Learn more about Daniela DeMatos

About Daniela

Daniela DeMatos is a composer, collaborative pianist and piano teacher currently located in Cambridge, MA. She is a graduate from the Master of Music program in Collaborative Piano under Eda Shlyam at the Longy School of Music, where she also holds Master of Music in Composition, under Paul Brust. Daniela recently returned from a two-week performing tour in Finland and Estonia, where she had the opportunity to play in Oleviste Church in Tallin.


Daniela's compositions have won several competitions while at Longy. "Psalm 51" for orchestra was performed at the prestigious Sanders Theater by the Longy Conservatory Orchestra under conductor Julian Pellicano. The latest of her works, "Encounter," a vocal quartet for two sopranos and two altos, won the attention of Dawn Upshaw, who coached the vocal quartet from Bard College in New York. Daniela has performed and taught in Finland, Estonia, Brazil, and Japan.
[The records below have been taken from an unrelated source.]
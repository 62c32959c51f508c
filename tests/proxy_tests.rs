mod support;

use prismic_preview::{
    graph::proxy::resolve_link,
    merge_preview_data, normalize, normalize_documents,
    typepaths::{TypePathKind, TypePathMap},
    NodeLookup, NodeProxy, PreviewRegistry,
};
use serde_json::json;
use support::{document, resolvers, REPOSITORY};

fn link_paths() -> TypePathMap {
    TypePathMap::new()
        .with("page.data.next", TypePathKind::Link)
        .with("page.data.title", TypePathKind::StructuredText)
        .with("page.data.related", TypePathKind::Group)
        .with("page.data.related.item", TypePathKind::Link)
}

fn doc_link(id: &str) -> serde_json::Value {
    json!({"link_type": "Document", "id": id, "type": "page"})
}

#[test]
fn links_resolve_at_access_time() {
    let registry = PreviewRegistry::new();
    let a = normalize(
        &document("a", "page", json!({"next": doc_link("b")})),
        &link_paths(),
        &resolvers(),
    )
    .expect("normalize");
    registry.merge(REPOSITORY, vec![a]);

    let proxy = NodeProxy::get(REPOSITORY, "a", registry.as_ref()).expect("a is stored");
    assert_eq!(proxy.link_id("next"), Some("b"));
    assert!(proxy.resolve_link("next").is_none(), "b has not been merged yet");

    let b = normalize(&document("b", "page", json!({})), &link_paths(), &resolvers()).expect("normalize");
    registry.merge(REPOSITORY, vec![b]);

    let target = proxy.resolve_link("next").expect("b resolves once merged");
    assert_eq!(target.id(), "b");
}

#[test]
fn cyclic_links_are_walked_hop_by_hop() {
    let registry = PreviewRegistry::new();
    let docs = vec![
        document("a", "page", json!({"next": doc_link("b")})),
        document("b", "page", json!({"next": doc_link("a")})),
    ];
    registry.merge(
        REPOSITORY,
        normalize_documents(&docs, &link_paths(), &resolvers()).expect("normalize"),
    );

    let mut current = NodeProxy::get(REPOSITORY, "a", registry.as_ref()).expect("a is stored");
    let mut visited = vec![];
    for _ in 0..5 {
        visited.push(current.id().to_string());
        current = current.resolve_link("next").expect("cycle continues");
    }
    assert_eq!(visited, vec!["a", "b", "a", "b", "a"]);
}

#[test]
fn group_links_resolve_and_missing_targets_are_skipped() {
    let registry = PreviewRegistry::new();
    let docs = vec![
        document(
            "a",
            "page",
            json!({"related": [{"item": doc_link("b")}, {"item": doc_link("missing")}, {"item": doc_link("c")}]}),
        ),
        document("b", "page", json!({})),
        document("c", "page", json!({})),
    ];
    registry.merge(
        REPOSITORY,
        normalize_documents(&docs, &link_paths(), &resolvers()).expect("normalize"),
    );

    let proxy = NodeProxy::get(REPOSITORY, "a", registry.as_ref()).expect("a is stored");
    let ids: Vec<String> = proxy
        .resolve_links("related", "item")
        .iter()
        .map(|target| target.id().to_string())
        .collect();
    assert_eq!(ids, vec!["b", "c"]);
    assert_eq!(proxy.field("related.1.item.document"), Some(&json!("missing")));
    assert!(proxy.resolve_link("related.1.item").is_none());

    let node = registry.node(REPOSITORY, "a").expect("a is stored");
    let b = resolve_link(registry.as_ref(), REPOSITORY, &node, "related.0.item").expect("b");
    assert_eq!(b.id, "b");
    assert!(resolve_link(registry.as_ref(), "other-repo", &node, "related.0.item").is_none());
}

#[test]
fn context_creates_empty_state_and_merges_never_remove() {
    let registry = PreviewRegistry::new();
    let empty = registry.context("fresh");
    assert_eq!(empty.repository_name, "fresh");
    assert!(empty.nodes.is_empty());
    assert!(!empty.is_bootstrapped);

    let first = normalize_documents(
        &[document("a", "page", json!({})), document("b", "page", json!({}))],
        &link_paths(),
        &resolvers(),
    )
    .expect("normalize");
    assert_eq!(registry.merge("fresh", first), 2);
    let second = normalize_documents(&[document("c", "page", json!({}))], &link_paths(), &resolvers())
        .expect("normalize");
    assert_eq!(registry.merge("fresh", second), 3);

    assert!(registry.is_bootstrapped("fresh"));
    assert!(!registry.is_bootstrapped(REPOSITORY));
}

#[test]
fn preview_nodes_overlay_static_page_data() {
    let registry = PreviewRegistry::new();
    let docs = vec![
        document(
            "a",
            "page",
            json!({
                "title": [{"type": "paragraph", "text": "Draft title", "spans": []}],
                "next": doc_link("b")
            }),
        ),
        document("b", "page", json!({"title": [{"type": "paragraph", "text": "Draft B", "spans": []}]})),
    ];
    registry.merge(
        REPOSITORY,
        normalize_documents(&docs, &link_paths(), &resolvers()).expect("normalize"),
    );

    let static_data = json!({
        "site": {"title": "Acme"},
        "prismicPage": {
            "prismicId": "a",
            "uid": "a",
            "data": {
                "title": {"text": "Published title"},
                "next": {
                    "document": {"prismicId": "b", "data": {"title": {"text": "Published B"}}}
                }
            }
        },
        "others": [{"prismicId": "unknown", "data": {"title": {"text": "Untouched"}}}]
    });

    let merged = merge_preview_data(&static_data, &registry.context(REPOSITORY));

    assert_eq!(merged["site"], json!({"title": "Acme"}));
    assert_eq!(merged["prismicPage"]["data"]["title"], json!({"text": "Draft title"}));
    assert_eq!(
        merged["prismicPage"]["data"]["next"]["document"]["data"]["title"]["text"],
        json!("Draft B")
    );
    assert_eq!(merged["others"], static_data["others"]);
}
As a teacher, Daniela is committed to her students. She tailors private lessons based on the student's needs, using a wide variety of techniques including elements of Dalcroze Eurhythmics and Brazilian "O Passo" rhythm techniques. Daniela combines ear-training and formal music training into each lesson, giving the student a well-rounded music education from day one.



View Daniela's Portfolio

Learn more about Daniela's piano lineage.

Portfolio

List of compositions with a video sample of the score and live performance.

Encounter

  • Encounter was commissioned by Dawn Upshaw and the Vocal Arts Graduate Program from Bard College Conservatory of Music. It is a journey of one who sets out to encounter God and finds a Zealous Lover who had all along been in pursuit of the pursuer. The vocal quartet makes for an intimate and etherial canvas where the story is told. Encounter was premiered at the Longy School of Music in Cambridge, MA on April 16, by students of Dawn Upshaw: sopranos Marie Marquis and Devony Smith, and mezzo-sopranos Kimberly Feltkamp and Abigail Levis. The Boston Classical Review said of the performance, "...the sensuous a cappella harmonies in Encounter, Daniela DeMatos' setting of her own text, a sort of erotic Biblical dream that mashed up Psalm 23 with the Burning Bush and the Song of Solomon."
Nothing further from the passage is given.